Once again I must seek forgiveness, as I stopped mid-sentence (something which would have caused Miss Dailey severe conniptions, I am sure!) yesterday. I came over rather light headed and was forced to retire to bed sooner than I had intended. I do feel better for it, although Dr. Spencer will be calling on us today regardless. He is a nice enough gentleman, who cared for Diana after her last ill-advised jaunt on the roof, but at times like this, I admit that I do miss Katie Smith. Which is hardly surprising, as she was such a fixture in my life for such a long time. I wish we hadn’t lost contact with her and Lindsey, but unfortunately that is such the nature of life. I must be thankful with those who I still hear from on occasion, especially considering the comparative isolation of Bermuda.
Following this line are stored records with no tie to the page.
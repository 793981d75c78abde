// SPDX-License-Identifier: PMPL-1.0-or-later
// Copyright (c) 2026 Jonathan D.A. Jewell (hyperpolymath) <jonathan.jewell@open.ac.uk>
//
// Page export — decode a PDF and save each page as a PNG.

use std::path::{Path, PathBuf};

use image::{ImageFormat, RgbaImage};
use pagewerk_core::error::{PagewerkError, Result};
use pagewerk_document::{DocumentDecoder, ProgressReporter};
use tracing::{info, instrument};

/// File name for page `index` (0-based).
pub fn page_file_name(index: usize) -> String {
    format!("page-{:03}.png", index + 1)
}

/// Default export directory: `<input stem>-pages` beside the input.
pub fn default_export_dir(input: &Path) -> PathBuf {
    let stem = input
        .file_stem()
        .map(|s| s.to_string_lossy().into_owned())
        .unwrap_or_else(|| String::from("document"));
    input
        .parent()
        .unwrap_or_else(|| Path::new("."))
        .join(format!("{stem}-pages"))
}

/// Decode `input` and write its pages into `dir` as `page-001.png`, ...
///
/// The reporter sees the decode itself; the files are written after it has
/// reported success, and a failure there is only returned.
#[instrument(skip(decoder, reporter))]
pub fn decode_to_dir<R>(
    decoder: &DocumentDecoder,
    input: &Path,
    dir: &Path,
    reporter: &mut R,
) -> Result<Vec<PathBuf>>
where
    R: ProgressReporter<[RgbaImage]> + ?Sized,
{
    let pages = decoder.decode(input, reporter)?;

    std::fs::create_dir_all(dir).map_err(|err| {
        PagewerkError::Write(format!("cannot create {}: {}", dir.display(), err))
    })?;

    let mut written = Vec::with_capacity(pages.len());
    for (index, page) in pages.iter().enumerate() {
        let path = dir.join(page_file_name(index));
        page.save_with_format(&path, ImageFormat::Png).map_err(|err| {
            PagewerkError::Write(format!("cannot write {}: {}", path.display(), err))
        })?;
        written.push(path);
    }

    info!(pages = written.len(), dir = %dir.display(), "Pages exported");
    Ok(written)
}
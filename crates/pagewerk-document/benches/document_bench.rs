// SPDX-License-Identifier: PMPL-1.0-or-later
// Copyright (c) 2026 Jonathan D.A. Jewell (hyperpolymath) <jonathan.jewell@open.ac.uk>
//
// Criterion benchmarks for the pagewerk-document crate: layout arithmetic,
// orientation normalisation, and a full in-memory encode/decode cycle.

use criterion::{Criterion, black_box, criterion_group, criterion_main};
use image::{DynamicImage, Rgb, RgbImage};

use pagewerk_core::{PageSize, PaperSize, RenderMode};
use pagewerk_document::image::normalize;
use pagewerk_document::pdf::PageDocument;
use pagewerk_document::{DocumentDecoder, NoProgress, OrientationTag, fit_to_page};

// ---------------------------------------------------------------------------
// Benchmarks
// ---------------------------------------------------------------------------

fn bench_layout(c: &mut Criterion) {
    let page = PaperSize::A4.page_size();
    c.bench_function("fit_to_page (4032x3024 on A4)", |b| {
        b.iter(|| fit_to_page(black_box(4032), black_box(3024), black_box(page)));
    });
}

fn bench_normalize(c: &mut Criterion) {
    let photo = DynamicImage::ImageRgb8(RgbImage::from_pixel(640, 480, Rgb([120, 80, 40])));
    c.bench_function("normalize Rotate90 (640x480)", |b| {
        b.iter(|| black_box(normalize(photo.clone(), OrientationTag::Rotate90)));
    });
}

/// Build a three-page document in memory and render it back. Pages are small
/// so the benchmark measures codec overhead rather than Flate throughput.
fn bench_round_trip(c: &mut Criterion) {
    let page = PageSize::new(320, 240);
    let photo = DynamicImage::ImageRgb8(RgbImage::from_fn(400, 300, |x, y| {
        Rgb([(x % 256) as u8, (y % 256) as u8, 128])
    }));

    c.bench_function("encode + decode 3 pages (320x240)", |b| {
        b.iter(|| {
            let mut document = PageDocument::create(page, 3).expect("create");
            for _ in 0..3 {
                let mut canvas = document.start_page().expect("start");
                let transform = fit_to_page(photo.width(), photo.height(), page);
                canvas
                    .draw_image(photo.clone(), &transform)
                    .expect("draw");
                document.finish_page(canvas).expect("finish");
            }
            let mut bytes = Vec::new();
            document.write_to(&mut bytes).expect("write");

            let pages = DocumentDecoder::new(RenderMode::Display)
                .decode_bytes(&bytes, &mut NoProgress)
                .expect("decode");
            black_box(pages);
        });
    });
}

criterion_group!(benches, bench_layout, bench_normalize, bench_round_trip);
criterion_main!(benches);
// SPDX-License-Identifier: PMPL-1.0-or-later
// Copyright (c) 2026 Jonathan D.A. Jewell (hyperpolymath) <jonathan.jewell@open.ac.uk>
//
// Bitmap sources — where the encoder gets its photos from.
//
// A source never fails loudly: anything that cannot be opened or decoded is
// logged and reported as `None`, which the encoder treats as a skippable item.

use std::io::{BufRead, Cursor, Seek};
use std::path::{Path, PathBuf};

use image::{DynamicImage, ImageDecoder, ImageReader};
use pagewerk_core::error::{PagewerkError, Result};
use tracing::{debug, warn};

use super::orientation::OrientationTag;

/// A decoded photo plus the rotation needed to show it upright.
#[derive(Debug)]
pub struct SourceImage {
    pub image: DynamicImage,
    pub orientation: OrientationTag,
}

/// Loads photos for the encoder.
pub trait BitmapSource {
    /// How an individual photo is identified (a path, a byte buffer, ...).
    type Reference;

    /// Decode the photo behind `reference`, or `None` if it cannot be read.
    fn load(&self, reference: &Self::Reference) -> Option<SourceImage>;

    /// Short description of `reference` for log messages.
    fn describe(&self, _reference: &Self::Reference) -> String {
        String::from("<image>")
    }
}

/// Reads photos from the filesystem. The format is guessed from the content,
/// not the extension.
#[derive(Debug, Clone, Copy, Default)]
pub struct FileBitmapSource;

impl BitmapSource for FileBitmapSource {
    type Reference = PathBuf;

    fn load(&self, reference: &PathBuf) -> Option<SourceImage> {
        match decode_file(reference) {
            Ok(loaded) => Some(loaded),
            Err(err) => {
                warn!(path = %reference.display(), %err, "Skipping unreadable image");
                None
            }
        }
    }

    fn describe(&self, reference: &PathBuf) -> String {
        reference.display().to_string()
    }
}

/// Decodes photos already held in memory as encoded bytes (JPEG, PNG, ...).
#[derive(Debug, Clone, Copy, Default)]
pub struct MemoryBitmapSource;

impl BitmapSource for MemoryBitmapSource {
    type Reference = Vec<u8>;

    fn load(&self, reference: &Vec<u8>) -> Option<SourceImage> {
        let reader = ImageReader::new(Cursor::new(reference.as_slice()));
        match decode_with_orientation(reader) {
            Ok(loaded) => Some(loaded),
            Err(err) => {
                warn!(bytes_len = reference.len(), %err, "Skipping undecodable image bytes");
                None
            }
        }
    }

    fn describe(&self, reference: &Vec<u8>) -> String {
        format!("<{} bytes>", reference.len())
    }
}

/// Open and decode a photo file, reading its EXIF orientation on the way.
pub fn decode_file(path: &Path) -> Result<SourceImage> {
    let reader = ImageReader::open(path).map_err(|err| {
        PagewerkError::ImageDecode(format!("failed to open {}: {}", path.display(), err))
    })?;
    decode_with_orientation(reader)
}

fn decode_with_orientation<R: BufRead + Seek>(reader: ImageReader<R>) -> Result<SourceImage> {
    let reader = reader
        .with_guessed_format()
        .map_err(|err| PagewerkError::ImageDecode(format!("cannot sniff format: {}", err)))?;
    let mut decoder = reader
        .into_decoder()
        .map_err(|err| PagewerkError::ImageDecode(err.to_string()))?;

    // Missing or unreadable metadata is not an error; the photo is shown as stored.
    let orientation = decoder
        .orientation()
        .map(OrientationTag::from)
        .unwrap_or_else(|err| {
            debug!(%err, "No usable orientation metadata");
            OrientationTag::Normal
        });

    let image = DynamicImage::from_decoder(decoder)
        .map_err(|err| PagewerkError::ImageDecode(err.to_string()))?;

    debug!(
        width = image.width(),
        height = image.height(),
        ?orientation,
        "Image decoded"
    );

    Ok(SourceImage { image, orientation })
}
Diana has just passed by, and has reminded me that she wishes to send her best to you as well. She is a little more active today, so I presume she is feeling better as well, although I will acknowledge that it may just be her inability to keep still for any sustained period of time! It's something which I know annoys many, but I just find it endearing. I suppose that's what love is really, or at least a part of it. Sometimes I wonder70

70What Bird was wondering is not known as this final letter was never finished. Parish records show that Bird passed away the next day, May 9, 1756, due to an unspecified sickness, with Taurasi succumbing, presumably to the same illness, the day after. The news of their deaths was conveyed to Bird's sister in a brief note sent by Jenna Stigliano, the eldest daughter of former Governor Geno Auriemma. Following the news, Jennifer Harrington, escorted by her second son, William, made the journey out to Bermuda, taking a number of her sister's personal effects back to Philadelphia with her, as well as shipping a selection of Taurasi's to her sister, who still lived in the same South Carolina town in which she had been born. A number of Bird's possessions have been passed down through the generations and still remain in the family to this day, such as a formal family portrait of Bird, Taurasi and Caroline, dated 1731, first editions of all of Bird's published works and a number of pieces of jewelry, including a silver locket with miniatures of Taurasi and Caroline inside.

Bird and Taurasi were laid to rest together in the graveyard at St. Peter's next to where they had buried Caroline a number of years previously. On her visit, Harrington also placed an order for a headstone, which can still be seen today. Underneath their names and dates is the passage from Ruth 1: 16, "Wither thou goest, I will go; and where thou lodgest, I will lodge: thy people shall be my people, and thy God my God: Where thou diest, will I die, and there will I be buried" and a more personal epitaph, "Sacred to the memory of Sue, who has started on her next big adventure at too young an age, and to Diana, who couldn't live without her and who died of a broken heart." At the bottom, until recently covered over by vegetation, there also reads, "Also in memory of their daughter Caroline, who the sea did them giveth and also taketh away in the year of our Lord 1738." In recent years, the graveyard has seen a significant increase in traffic by tourists who wish to view the headstone, and the church has been forced to implement a policy of not allowing any headstone rubbings in order to preserve its integrity.